Langford has turned to

Vancouver’s Habanero Consulting Group to customize a solution based on Microsoft’s SharePoint Portal Server that will leverage its existing investment in Microsoft products, including Windows, Office and Exchange Server,

Mike Palmer, Langford’s information systems administrator, said the city already had an ad hoc file management system in place, based on a municipal government file management guide designed for hard-copy files. Palmer said he took that hierarchy and recreated it as a set of folders on its file server, with a strict naming convention.

“It was a regimented system, but it was more of a document management policy rather than a system,” said Palmer.

Langford had begun to move to electronic files because of a lack of space for file storage in their older city hall. All documents over two years old, which weren’t often accessed anyway, were scanned into their system.

Palmer said he had been looking for a more formal document management system for a few years, and was especially interested in the greater controls they gave administrators. He was also interested in collaboration and portals, because Langford has many teams of employees in different departments working together on sets of documents.

“We wanted better collaboration, but sometimes document management systems are so strictly enforced that end users are frustrated because they just can’t quickly create a document, they have to fill out this library card of information,” said Palmer. “I wanted better controls, better search abilities, and to help our teams of users work more efficiently.”

The city looked at a number of products, but Palmer said he settled on Microsoft’s SharePoint for a number of reasons. Landford wanted to be a strictly Microsoft shop, and having already invested in the latest versions of Exchange Server and Office its users were already familiar with the environment. He also liked the functionality SharePoint offers.

Since it can index content both inside and outside the portal, Langford’s legacy documents can still reside in the old file hierarchy and be accessed through SharePoint’s search engine. While the past six months of documents were migrated into SharePoint, the legacy documents stayed in the old hierarchy.

Palmer said the biggest advantage so far as been improved collaboration. Langford’s staff work in teams, so if the planning department is working on a development permit application three or four people may be involved, working on the same documents.

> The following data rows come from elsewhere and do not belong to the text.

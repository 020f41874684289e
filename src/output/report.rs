//! Console summary and JSON persistence for pipeline results

use crate::error::Result;
use crate::pipeline::PipelineResult;
use chrono::{DateTime, Utc};
use colored::Colorize;
use log::info;
use serde::Serialize;
use std::path::Path;

/// Envelope written to disk: the pipeline result plus generation metadata.
#[derive(Debug, Serialize)]
struct SavedReport<'a> {
    generated_at: DateTime<Utc>,
    #[serde(flatten)]
    result: &'a PipelineResult,
}

/// Save a pipeline result as pretty-printed JSON.
/// The result carries no embeddings, so the file is safe to persist as-is.
pub fn save_results(result: &PipelineResult, path: &Path) -> Result<()> {
    let report = SavedReport {
        generated_at: Utc::now(),
        result,
    };

    let content = serde_json::to_string_pretty(&report)?;
    std::fs::write(path, content)?;

    info!("Results saved to {}", path.display());
    Ok(())
}

/// Print a human-readable summary of a pipeline run.
pub fn print_summary(result: &PipelineResult) {
    let stats = &result.statistics;

    println!("{}", "Semantic processing complete".bold());
    println!();
    println!("{}", "Keywords".cyan().bold());
    println!("  Original keywords:      {}", stats.original_keywords);
    println!("  After deduplication:    {}", stats.deduplicated_keywords);
    println!();
    println!("{}", "Bullet matching".cyan().bold());
    println!("  Bullets processed:      {}", stats.bullets_processed);
    println!("  Bullets with matches:   {}", stats.bullets_with_matches);
    println!("  Total bullet matches:   {}", stats.total_bullet_matches);

    for (bullet, matches) in &result.matches_by_bullet {
        if matches.is_empty() {
            continue;
        }
        println!();
        println!("  {}", truncate(bullet, 70).italic());
        for m in matches {
            println!(
                "    {} {} (relevance {:.2}, similarity {:.2})",
                "+".green(),
                m.keyword.bold(),
                m.relevance_score,
                m.similarity_score
            );
        }
    }

    println!();
    println!("{}", "Technical skills".cyan().bold());
    println!(
        "  {} skills selected across {} categories (limit {})",
        stats.final_technical_skills,
        stats.final_skill_categories,
        result.skill_selection_log.overall_skill_limit
    );
    for (category, skills) in &result.final_technical_skills {
        println!("  {}: {}", category.bold(), skills.join(", "));
    }
}

fn truncate(text: &str, max_chars: usize) -> String {
    if text.chars().count() <= max_chars {
        text.to_string()
    } else {
        let prefix: String = text.chars().take(max_chars).collect();
        format!("{}...", prefix)
    }
}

“We’ve organized team sites as a snapshot into what’s going on with all those documents,” said Palmer.

The team sites have lists showing if certain processes are complete, links to templates staff may need, and give the ability to lock files they may be using.

“It has helped get rid of multiple versions of the same documents,” said Palmer.

Rick Martin, Habanero’s municipalities practice leader, said SharePoint was a natural fit for Langford, allowing the city to leverage its existing investment in Microsoft software.

One of the biggest advantages Martin points to is the ability to access files from outside the office if need be, so people on the road can pull-up documents they may need.

“Langford is just opening a second office and they don’t need to worry about transporting files, its all accessible through their intranet,” said Martin.

Martin said Habanero did some minor customization and configuration to SharePoint for Langford, aligning it with their business processes.

“Out of the box it would only give them so much functionality,” said Martin. “By setting it up so it was aligned and supporting their business processes it allowed them to get a whole lot more functionality, especially around the collaboration aspects.”

When going paperless a system crash can be deadly, so Martin said Langford is careful to do incremental back-ups nightly and a full back-up daily. Still, Martin said the paperless route is becoming increasingly popular for many municipalities, big and small.

“We’re doing a huge amount of work with municipalities across BC,” said Martin. “We’re getting a huge amount of interest, from smaller municipalities like Langford to the larger Lower Mainland communities as well.”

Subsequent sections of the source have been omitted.